What to produce –
Lines in the following data that contain the string "tokio" are to be counted. Report only their number.

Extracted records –
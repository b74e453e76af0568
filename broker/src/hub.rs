//! The hub: single owner of every live worker connection.
//!
//! One task runs [`Hub::run`]; everything else talks to it through a
//! [`HubHandle`]. Inbound responses are validated here, resolved through the
//! correlation registry, followed by a pool-wide `work_cancel` and a credit
//! event. Outbound sends never block: a worker whose queue is full is dropped.

use std::collections::HashSet;
use std::sync::Arc;

use tokio::sync::{broadcast, mpsc, oneshot};
use tracing::{debug, error, info, warn};

use bpow_types::{ServerMessage, WorkHash, WorkResponse};
use bpow_work::is_work_valid;

use crate::admission::PenaltyBox;
use crate::buckets::{Bucket, BucketCounts, BucketSet, ConnectionHandle};
use crate::config::BrokerConfig;
use crate::credit::CreditEvent;
use crate::metrics::BrokerMetrics;
use crate::pending::PendingRegistry;
use crate::store::WorkCache;
use crate::BrokerError;

/// Where a broadcast goes.
#[derive(Clone, Copy, Debug, PartialEq, Eq)]
pub enum BroadcastTarget {
    Bucket(Bucket),
    All,
}

/// Messages accepted by the hub loop.
#[derive(Debug)]
pub enum HubCommand {
    /// Replies `false` and drops the handle when its address already has a
    /// live connection.
    Register {
        handle: ConnectionHandle,
        reply: oneshot::Sender<bool>,
    },
    Unregister {
        id: u64,
    },
    /// A text frame read from a worker connection.
    Inbound {
        id: u64,
        addr: String,
        identity: String,
        payload: String,
    },
    Broadcast {
        target: BroadcastTarget,
        message: String,
    },
    /// Broadcast to the round-robin bucket and report which one was used.
    BroadcastNext {
        message: String,
        reply: oneshot::Sender<Bucket>,
    },
    /// Send to every connection owned by `identity`.
    Notify {
        identity: String,
        message: String,
    },
    Contains {
        addr: String,
        reply: oneshot::Sender<bool>,
    },
    Counts {
        reply: oneshot::Sender<BucketCounts>,
    },
}

/// Shared services the hub needs.
pub struct HubContext {
    pub pending: Arc<PendingRegistry>,
    pub cache: Arc<dyn WorkCache>,
    pub penalties: Arc<PenaltyBox>,
    pub metrics: Arc<BrokerMetrics>,
    pub credits: mpsc::Sender<CreditEvent>,
}

pub struct Hub {
    buckets: BucketSet,
    no_credit: HashSet<String>,
    ctx: HubContext,
    rx: mpsc::Receiver<HubCommand>,
}

impl Hub {
    pub fn new(config: &BrokerConfig, ctx: HubContext) -> (Self, HubHandle) {
        let (tx, rx) = mpsc::channel(config.hub_queue_size.max(1));
        let hub = Self {
            buckets: BucketSet::new(config.bucket_memory),
            no_credit: config.no_credit_requesters.iter().cloned().collect(),
            ctx,
            rx,
        };
        (hub, HubHandle { tx })
    }

    /// Process commands until every handle is dropped or shutdown fires.
    ///
    /// Dropping the hub drops every outbound sender, which closes the
    /// connections.
    pub async fn run(mut self, mut shutdown: broadcast::Receiver<()>) {
        info!("hub started");
        loop {
            tokio::select! {
                cmd = self.rx.recv() => match cmd {
                    Some(cmd) => self.handle(cmd),
                    None => break,
                },
                _ = shutdown.recv() => {
                    info!(connections = self.buckets.len(), "hub shutting down");
                    break;
                }
            }
        }
    }

    fn handle(&mut self, cmd: HubCommand) {
        match cmd {
            HubCommand::Register { handle, reply } => {
                let _ = reply.send(self.register(handle));
            }
            HubCommand::Unregister { id } => self.drop_connection(id),
            HubCommand::Inbound {
                id,
                addr,
                identity,
                payload,
            } => self.handle_inbound(id, &addr, &identity, &payload),
            HubCommand::Broadcast { target, message } => self.send(target, &message),
            HubCommand::BroadcastNext { message, reply } => {
                let bucket = self.buckets.next_bucket();
                self.send(BroadcastTarget::Bucket(bucket), &message);
                let _ = reply.send(bucket);
            }
            HubCommand::Notify { identity, message } => {
                let dead = self.buckets.send_to_identity(&identity, &message);
                self.reap(dead);
            }
            HubCommand::Contains { addr, reply } => {
                let _ = reply.send(self.buckets.contains_addr(&addr));
            }
            HubCommand::Counts { reply } => {
                let _ = reply.send(self.buckets.counts());
            }
        }
    }

    /// The hub is the final word on one connection per address; admission
    /// only checks ahead of the upgrade.
    fn register(&mut self, handle: ConnectionHandle) -> bool {
        let (id, addr) = (handle.id, handle.addr.clone());
        if self.buckets.contains_addr(&addr) {
            warn!(id, %addr, "address already connected, refusing worker");
            return false;
        }
        let bucket = self.buckets.insert(handle);
        info!(id, %addr, %bucket, total = self.buckets.len(), "worker registered");
        self.update_gauges();
        true
    }

    fn handle_inbound(&mut self, id: u64, addr: &str, identity: &str, payload: &str) {
        let response = match WorkResponse::from_json(payload) {
            Ok(response) => response,
            Err(e) => {
                warn!(id, %addr, error = %e, "unparseable message from worker");
                return;
            }
        };

        let Some(entry) = self.ctx.pending.get(&response.request_id) else {
            self.ctx.metrics.unmatched_responses.inc();
            debug!(
                request_id = %response.request_id,
                hash = %response.hash,
                "response for a request that is no longer pending"
            );
            return;
        };

        let hash = entry.hash.to_hex();
        if !is_work_valid(&hash, entry.difficulty_multiplier, &response.result) {
            self.ctx.metrics.invalid_results.inc();
            warn!(
                %hash,
                %addr,
                %identity,
                result = %response.result,
                multiplier = entry.difficulty_multiplier,
                "invalid work received"
            );
            if self.ctx.penalties.strike(addr) {
                self.ctx.metrics.banned_addresses.inc();
                warn!(%addr, %identity, "too many invalid results, disconnecting");
                for id in self.buckets.ids_for_addr(addr) {
                    self.drop_connection(id);
                }
            }
            return;
        }

        // Claim the entry first so a second valid answer is never credited.
        if !entry.try_deliver(response.result.clone()) {
            debug!(%hash, request_id = %entry.request_id, "request already resolved");
            return;
        }
        self.ctx.metrics.valid_results.inc();
        self.ctx.pending.delete(&entry.request_id);
        debug!(%hash, %identity, "work accepted");

        self.cancel(entry.hash);

        if self.no_credit.contains(&entry.requester) {
            self.ctx.cache.put(entry.hash, response.result);
            return;
        }
        let event = CreditEvent {
            provider: identity.to_string(),
            requester: entry.requester.clone(),
            hash: entry.hash,
            result: response.result,
            difficulty_multiplier: entry.difficulty_multiplier,
            block_award: entry.block_award,
            precache: entry.precache,
        };
        match self.ctx.credits.try_send(event) {
            Ok(()) => {}
            Err(mpsc::error::TrySendError::Full(event)) => {
                self.ctx.metrics.dropped_credits.inc();
                warn!(hash = %event.hash, provider = %event.provider, "credit queue full, dropping event");
            }
            Err(mpsc::error::TrySendError::Closed(event)) => {
                warn!(hash = %event.hash, "credit pipeline stopped, dropping event");
            }
        }
    }

    fn cancel(&mut self, hash: WorkHash) {
        match (ServerMessage::WorkCancel { hash }).to_json() {
            Ok(message) => self.send(BroadcastTarget::All, &message),
            Err(e) => error!(error = %e, "failed to serialize work_cancel"),
        }
    }

    fn send(&mut self, target: BroadcastTarget, message: &str) {
        let dead = match target {
            BroadcastTarget::Bucket(bucket) => self.buckets.broadcast(bucket, message),
            BroadcastTarget::All => self.buckets.broadcast_all(message),
        };
        self.reap(dead);
    }

    fn reap(&mut self, dead: Vec<u64>) {
        for id in dead {
            self.ctx.metrics.dead_peers.inc();
            warn!(id, "outbound queue full or closed, dropping worker");
            self.drop_connection(id);
        }
    }

    fn drop_connection(&mut self, id: u64) {
        if let Some((bucket, handle)) = self.buckets.remove(id) {
            info!(id, addr = %handle.addr, %bucket, total = self.buckets.len(), "worker removed");
            self.update_gauges();
        }
    }

    fn update_gauges(&self) {
        self.ctx.metrics.set_bucket_counts(self.buckets.counts());
    }
}

/// Cloneable sender side of the hub.
#[derive(Clone, Debug)]
pub struct HubHandle {
    tx: mpsc::Sender<HubCommand>,
}

impl HubHandle {
    async fn command(&self, cmd: HubCommand) -> Result<(), BrokerError> {
        self.tx.send(cmd).await.map_err(|_| BrokerError::HubClosed)
    }

    /// `Ok(false)` means the address already holds a connection; the
    /// handle has been dropped.
    pub async fn register(&self, handle: ConnectionHandle) -> Result<bool, BrokerError> {
        let (reply, rx) = oneshot::channel();
        self.command(HubCommand::Register { handle, reply }).await?;
        rx.await.map_err(|_| BrokerError::HubClosed)
    }

    pub async fn unregister(&self, id: u64) -> Result<(), BrokerError> {
        self.command(HubCommand::Unregister { id }).await
    }

    pub async fn inbound(
        &self,
        id: u64,
        addr: &str,
        identity: &str,
        payload: String,
    ) -> Result<(), BrokerError> {
        self.command(HubCommand::Inbound {
            id,
            addr: addr.to_string(),
            identity: identity.to_string(),
            payload,
        })
        .await
    }

    pub async fn broadcast(
        &self,
        target: BroadcastTarget,
        message: String,
    ) -> Result<(), BrokerError> {
        self.command(HubCommand::Broadcast { target, message }).await
    }

    pub async fn broadcast_next(&self, message: String) -> Result<Bucket, BrokerError> {
        let (reply, rx) = oneshot::channel();
        self.command(HubCommand::BroadcastNext { message, reply })
            .await?;
        rx.await.map_err(|_| BrokerError::HubClosed)
    }

    pub async fn notify(&self, identity: &str, message: String) -> Result<(), BrokerError> {
        self.command(HubCommand::Notify {
            identity: identity.to_string(),
            message,
        })
        .await
    }

    pub async fn contains(&self, addr: &str) -> Result<bool, BrokerError> {
        let (reply, rx) = oneshot::channel();
        self.command(HubCommand::Contains {
            addr: addr.to_string(),
            reply,
        })
        .await?;
        rx.await.map_err(|_| BrokerError::HubClosed)
    }

    pub async fn counts(&self) -> Result<BucketCounts, BrokerError> {
        let (reply, rx) = oneshot::channel();
        self.command(HubCommand::Counts { reply }).await?;
        rx.await.map_err(|_| BrokerError::HubClosed)
    }
}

Output of the task –
2